02年に取り壊された旧公邸はさらに悲惨だった!
幽霊問題は「出ては、消える」類の話題だが、安倍首相は第1次内閣時代に8か月ほど公邸に住んだことがあり、この時に公邸の住み心地の悪さを思い知ったのが私邸からの通勤を続けている大きな理由だとみられている。菅氏も会見で、
「大変な激務なので、総理が一番仕事をするのにふさわしい環境で仕事をしてもらうのがいい」
と、このことを示唆する発言をしている。
1929年に旧官邸と同じ敷地内に建てられ2002年に取り壊された旧公邸では、さらに「幽霊問題」が深刻だったようだ。
羽田孜元首相のファーストレディーとして旧公邸に住んだ羽田綏子(はた・やすこ)さんは、1996年に出版した「首相公邸 ハタキたたいて64日」(東京新聞出版局)の中で、入居前の下見の段階で
「悪寒が走ったと申しましょうか、何か胸を圧せられるような異様な雰囲気」
を感じたといい、
「公邸にただならぬ『何か』を感じたのは私だけではなかったらしく、細川首相の佳世子夫人はお子さん達と同居されず、寝室を一室お使いになっただけで、残りの部屋にはお香を焚かれていたようです。私が下見にまいりましたときに、まだ残り香がたち込めていたのがとても印象的でした」
と振り返った。おはらいに来た知人の女性行者は、「霊などがうようよいる」と指摘し、自分が気持ち悪いと感じている部屋の押し入れの所に案内すると、「確かにここはひどい。引き込まれそうです」と断言するほど。
後に国交相を務めることになる長男の雄一郎さんは、旧公邸の周りに塩をまいてから出勤するのが日課だったという。

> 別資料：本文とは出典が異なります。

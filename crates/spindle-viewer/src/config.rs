//! Viewer configuration.
//!
//! Sources, later ones overriding earlier ones:
//! 1. built-in defaults
//! 2. `spindle.toml` in the working directory (optional)
//! 3. environment variables prefixed `SPINDLE_`, with `__` separating nested
//!    keys (e.g. `SPINDLE_SCENE=dual`, `SPINDLE_WINDOW__WIDTH=1024`)

use std::path::PathBuf;

use config::{Config, ConfigError, Environment, File};
use serde::Deserialize;

/// Which built-in scene to render.
#[derive(Debug, Copy, Clone, Default, Eq, PartialEq, Deserialize)]
#[serde(rename_all = "lowercase")]
pub enum SceneChoice {
    #[default]
    House,
    /// House plus an orbiting pyramid.
    Dual,
}

#[derive(Debug, Clone, PartialEq, Deserialize)]
#[serde(default)]
pub struct WindowConfig {
    pub title: String,
    /// Logical pixels.
    pub width: f64,
    pub height: f64,
}

impl Default for WindowConfig {
    fn default() -> Self {
        Self {
            title: "Spindle".to_string(),
            width: 1280.0,
            height: 720.0,
        }
    }
}

#[derive(Debug, Clone, Default, PartialEq, Deserialize)]
#[serde(default)]
pub struct ViewerConfig {
    pub scene: SceneChoice,
    /// Directory whose WGSL files override the embedded shaders by name.
    pub shader_dir: Option<PathBuf>,
    /// `env_logger` filter; `RUST_LOG` applies when unset.
    pub log_filter: Option<String>,
    pub window: WindowConfig,
}

impl ViewerConfig {
    /// Loads `spindle.toml` (if present) and `SPINDLE_*` variables.
    pub fn load() -> Result<Self, ConfigError> {
        Self::from_sources(
            File::with_name("spindle").required(false),
            Environment::with_prefix("SPINDLE")
                .prefix_separator("_")
                .separator("__")
                .try_parsing(true),
        )
    }

    fn from_sources<S, E>(file: S, env: E) -> Result<Self, ConfigError>
    where
        S: config::Source + Send + Sync + 'static,
        E: config::Source + Send + Sync + 'static,
    {
        Config::builder()
            .add_source(file)
            .add_source(env)
            .build()?
            .try_deserialize()
    }
}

さらに、綏子さんが「身の毛もよだつ、怖い話」として振り返るのが、風呂場でのエピソードだ。雄一郎さんが風呂の残り湯を捨てていたところ、「何か」が排水管に詰まっていた。秘書に手伝ってもらいながら取り出したのは、何と髪の毛。雄一郎さんは
「佐藤(栄作)総理の時代のものなのかなァ―と思って笑ってしまった」
と話していたという。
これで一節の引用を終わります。